* **The problem**:
Using the records below, quote only the span that opens with the line containing "let base_radius = width.min(height)" and closes with the line containing "let c1 = Point::new(p1.x", exactly and inclusively.

====

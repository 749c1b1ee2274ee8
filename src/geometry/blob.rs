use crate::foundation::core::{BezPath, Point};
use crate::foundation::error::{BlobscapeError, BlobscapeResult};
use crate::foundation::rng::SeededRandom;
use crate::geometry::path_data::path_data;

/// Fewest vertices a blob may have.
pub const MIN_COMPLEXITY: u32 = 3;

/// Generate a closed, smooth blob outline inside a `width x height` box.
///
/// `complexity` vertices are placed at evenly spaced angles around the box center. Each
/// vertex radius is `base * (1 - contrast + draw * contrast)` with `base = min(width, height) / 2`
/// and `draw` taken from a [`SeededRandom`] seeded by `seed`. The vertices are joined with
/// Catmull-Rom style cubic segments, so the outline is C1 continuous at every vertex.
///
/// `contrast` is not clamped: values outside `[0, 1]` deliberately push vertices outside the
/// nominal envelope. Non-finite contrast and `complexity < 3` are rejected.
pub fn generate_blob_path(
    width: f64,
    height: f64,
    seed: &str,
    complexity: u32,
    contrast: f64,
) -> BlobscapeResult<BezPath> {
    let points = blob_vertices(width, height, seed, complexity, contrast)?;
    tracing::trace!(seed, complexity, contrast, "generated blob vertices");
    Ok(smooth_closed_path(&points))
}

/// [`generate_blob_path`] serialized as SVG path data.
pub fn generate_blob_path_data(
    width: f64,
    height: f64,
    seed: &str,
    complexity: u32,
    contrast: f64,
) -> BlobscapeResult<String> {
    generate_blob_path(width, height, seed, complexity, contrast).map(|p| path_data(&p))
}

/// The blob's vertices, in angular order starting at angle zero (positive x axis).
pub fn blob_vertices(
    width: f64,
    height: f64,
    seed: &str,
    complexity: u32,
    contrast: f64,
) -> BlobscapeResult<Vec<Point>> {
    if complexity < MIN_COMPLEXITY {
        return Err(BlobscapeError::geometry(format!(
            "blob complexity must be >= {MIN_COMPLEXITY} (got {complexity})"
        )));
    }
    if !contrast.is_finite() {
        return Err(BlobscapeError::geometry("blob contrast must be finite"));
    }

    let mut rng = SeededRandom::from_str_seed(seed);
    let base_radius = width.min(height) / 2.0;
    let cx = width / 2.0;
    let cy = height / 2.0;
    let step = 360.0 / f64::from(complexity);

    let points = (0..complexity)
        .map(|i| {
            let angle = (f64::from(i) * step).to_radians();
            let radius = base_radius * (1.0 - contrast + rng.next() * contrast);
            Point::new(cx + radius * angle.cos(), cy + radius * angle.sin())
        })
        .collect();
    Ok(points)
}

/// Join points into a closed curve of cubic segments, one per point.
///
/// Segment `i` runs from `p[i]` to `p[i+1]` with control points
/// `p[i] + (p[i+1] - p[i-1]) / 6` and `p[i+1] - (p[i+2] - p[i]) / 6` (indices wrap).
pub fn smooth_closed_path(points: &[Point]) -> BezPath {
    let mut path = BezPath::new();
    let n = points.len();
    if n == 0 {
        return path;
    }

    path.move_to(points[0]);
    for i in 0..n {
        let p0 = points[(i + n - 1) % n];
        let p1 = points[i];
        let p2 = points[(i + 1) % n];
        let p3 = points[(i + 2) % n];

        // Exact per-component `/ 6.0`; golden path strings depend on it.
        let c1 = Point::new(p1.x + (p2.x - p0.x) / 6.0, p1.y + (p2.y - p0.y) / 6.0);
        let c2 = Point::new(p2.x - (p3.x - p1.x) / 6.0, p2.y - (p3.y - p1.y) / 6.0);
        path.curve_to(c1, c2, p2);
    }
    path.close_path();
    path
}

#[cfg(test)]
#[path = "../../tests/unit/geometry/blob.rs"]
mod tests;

====

* **Answer for this exercise**:
    let base_radius = width.min(height) / 2.0;
    let cx = width / 2.0;
    let cy = height / 2.0;
    let step = 360.0 / f64::from(complexity);

    let points = (0..complexity)
        .map(|i| {
            let angle = (f64::from(i) * step).to_radians();
            let radius = base_radius * (1.0 - contrast + rng.next() * contrast);
            Point::new(cx + radius * angle.cos(), cy + radius * angle.sin())
        })
        .collect();
    Ok(points)
}

/// Join points into a closed curve of cubic segments, one per point.
///
/// Segment `i` runs from `p[i]` to `p[i+1]` with control points
/// `p[i] + (p[i+1] - p[i-1]) / 6` and `p[i+1] - (p[i+2] - p[i]) / 6` (indices wrap).
pub fn smooth_closed_path(points: &[Point]) -> BezPath {
    let mut path = BezPath::new();
    let n = points.len();
    if n == 0 {
        return path;
    }

    path.move_to(points[0]);
    for i in 0..n {
        let p0 = points[(i + n - 1) % n];
        let p1 = points[i];
        let p2 = points[(i + 1) % n];
        let p3 = points[(i + 2) % n];

        // Exact per-component `/ 6.0`; golden path strings depend on it.
        let c1 = Point::new(p1.x + (p2.x - p0.x) / 6.0, p1.y + (p2.y - p0.y) / 6.0);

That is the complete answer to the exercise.